● Information provided:
//! Configuration type definitions for server, storage, key pool, upstreams,
//! admin reporting, client keys and logging.

use std::collections::HashMap;
use std::path::PathBuf;

use serde::{Deserialize, Serialize};

use crate::defaults::*;

/// Top-level configuration. Every section has defaults, so an empty file
/// (or no file at all) is a valid configuration.
#[derive(Debug, Clone, Default, Serialize, Deserialize)]
pub struct Config {
    #[serde(default)]
    pub server: ServerConfig,
    #[serde(default)]
    pub storage: StorageConfig,
    #[serde(default)]
    pub keys: KeysConfig,
    #[serde(default)]
    pub upstream: UpstreamConfig,
    #[serde(default)]
    pub voice: VoiceConfig,
    #[serde(default)]
    pub admin: AdminConfig,
    /// Client keys accepted by `/verify-key` at startup.
    #[serde(default)]
    pub clients: Vec<ClientKeyConfig>,
    #[serde(default)]
    pub logging: LoggingConfig,
}

#[derive(Debug, Clone, Serialize, Deserialize)]
pub struct ServerConfig {
    #[serde(default = "default_listen")]
    pub listen: String,
    /// Include upstream payloads and internal causes in error bodies.
    #[serde(default)]
    pub expose_error_details: bool,
    /// Timeout applied to every upstream HTTP request.
    #[serde(default = "default_request_timeout_secs")]
    pub request_timeout_secs: u64,
}

impl Default for ServerConfig {
    fn default() -> Self {
        Self {
            listen: default_listen(),
            expose_error_details: false,
            request_timeout_secs: default_request_timeout_secs(),
        }
    }
}

/// Where the user registry and usage log live.
#[derive(Debug, Clone, Serialize, Deserialize)]
pub struct StorageConfig {
    #[serde(default = "default_data_dir")]
    pub data_dir: String,
    #[serde(default = "default_users_file")]
    pub users_file: String,
    #[serde(default = "default_usage_file")]
    pub usage_file: String,
}

impl StorageConfig {
    /// Full path of the user registry file.
    pub fn users_path(&self) -> PathBuf {
        PathBuf::from(&self.data_dir).join(&self.users_file)
    }

    /// Full path of the usage log file.
    pub fn usage_path(&self) -> PathBuf {
        PathBuf::from(&self.data_dir).join(&self.usage_file)
    }
}

impl Default for StorageConfig {
    fn default() -> Self {
        Self {
            data_dir: default_data_dir(),
            users_file: default_users_file(),
            usage_file: default_usage_file(),
        }
    }
}

/// How the key pool is read from the environment.
#[derive(Debug, Clone, Serialize, Deserialize)]
pub struct KeysConfig {
    /// Variable prefix; keys are read from `{prefix}1` up to `{prefix}{max_keys}`.
    #[serde(default = "default_key_env_prefix")]
    pub env_prefix: String,
    #[serde(default = "default_max_keys")]
    pub max_keys: usize,
    /// Values not starting with this prefix are skipped. Empty accepts all.
    #[serde(default = "default_key_required_prefix")]
    pub required_prefix: String,
}

impl Default for KeysConfig {
    fn default() -> Self {
        Self {
            env_prefix: default_key_env_prefix(),
            max_keys: default_max_keys(),
            required_prefix: default_key_required_prefix(),
        }
    }
}

/// Anthropic messages API settings.
#[derive(Debug, Clone, Serialize, Deserialize)]
pub struct UpstreamConfig {
    #[serde(default = "default_upstream_base_url")]
    pub base_url: String,
    #[serde(default = "default_model")]
    pub model: String,
    #[serde(default = "default_max_tokens")]
    pub max_tokens: u32,
    #[serde(default = "default_anthropic_version")]
    pub anthropic_version: String,
}

impl Default for UpstreamConfig {
    fn default() -> Self {
        Self {
            base_url: default_upstream_base_url(),
            model: default_model(),
            max_tokens: default_max_tokens(),
            anthropic_version: default_anthropic_version(),
        }
    }
}

/// ElevenLabs API settings. Credentials live in [`Secrets`](crate::Secrets).
#[derive(Debug, Clone, Serialize, Deserialize)]
pub struct VoiceConfig {
    #[serde(default = "default_voice_base_url")]
    pub base_url: String,
}

impl Default for VoiceConfig {
    fn default() -> Self {
        Self {
            base_url: default_voice_base_url(),
        }
    }
}

#[derive(Debug, Clone, Serialize, Deserialize)]
pub struct AdminConfig {
    /// Lifetime of a computed admin report (0 disables caching).
    #[serde(default = "default_admin_cache_ttl_secs")]
    pub cache_ttl_secs: u64,
    #[serde(default = "default_recent_activity_limit")]
    pub recent_activity_limit: usize,
}

impl Default for AdminConfig {
    fn default() -> Self {
        Self {
            cache_ttl_secs: default_admin_cache_ttl_secs(),
            recent_activity_limit: default_recent_activity_limit(),
        }
    }
}

/// A client key seeded into the in-memory client key store.
#[derive(Debug, Clone, Serialize, Deserialize)]
pub struct ClientKeyConfig {
    pub key: String,
    pub company: String,
    #[serde(default = "default_client_limit")]
    pub limit: u64,
    #[serde(default)]
    pub used: u64,
    #[serde(default = "default_true")]
    pub active: bool,
    #[serde(default = "default_client_price")]
    pub price_per_minute: f64,
}

#[derive(Debug, Clone, Serialize, Deserialize, Default)]
pub struct LoggingConfig {
    /// Log level (trace, debug, info, warn, error).
    pub level: Option<String>,
    /// Log format: json, pretty, or compact. Default: pretty.
    pub format: Option<String>,
    /// Output target: stdout or stderr. Default: stderr.
    pub output: Option<String>,
    /// Per-module log level filters (e.g., {"keyrelay_store": "debug", "hyper": "warn"}).
    #[serde(default)]
    pub filters: HashMap<String, String>,
}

● Problem details:
Repeat, without changes, every line from the one that contains "impl Default for VoiceConfig" through the final line of the data.

● Expected output:
impl Default for VoiceConfig {
    fn default() -> Self {
        Self {
            base_url: default_voice_base_url(),
        }
    }
}

#[derive(Debug, Clone, Serialize, Deserialize)]
pub struct AdminConfig {
    /// Lifetime of a computed admin report (0 disables caching).
    #[serde(default = "default_admin_cache_ttl_secs")]
    pub cache_ttl_secs: u64,
    #[serde(default = "default_recent_activity_limit")]
    pub recent_activity_limit: usize,
}

impl Default for AdminConfig {
    fn default() -> Self {
        Self {
            cache_ttl_secs: default_admin_cache_ttl_secs(),
            recent_activity_limit: default_recent_activity_limit(),
        }
    }
}

/// A client key seeded into the in-memory client key store.
#[derive(Debug, Clone, Serialize, Deserialize)]
pub struct ClientKeyConfig {
    pub key: String,
    pub company: String,
    #[serde(default = "default_client_limit")]
    pub limit: u64,
    #[serde(default)]
    pub used: u64,
    #[serde(default = "default_true")]
    pub active: bool,
    #[serde(default = "default_client_price")]
    pub price_per_minute: f64,
}

#[derive(Debug, Clone, Serialize, Deserialize, Default)]
pub struct LoggingConfig {
    /// Log level (trace, debug, info, warn, error).
    pub level: Option<String>,
    /// Log format: json, pretty, or compact. Default: pretty.
    pub format: Option<String>,
    /// Output target: stdout or stderr. Default: stderr.
    pub output: Option<String>,
    /// Per-module log level filters (e.g., {"keyrelay_store": "debug", "hyper": "warn"}).
    #[serde(default)]
    pub filters: HashMap<String, String>,
}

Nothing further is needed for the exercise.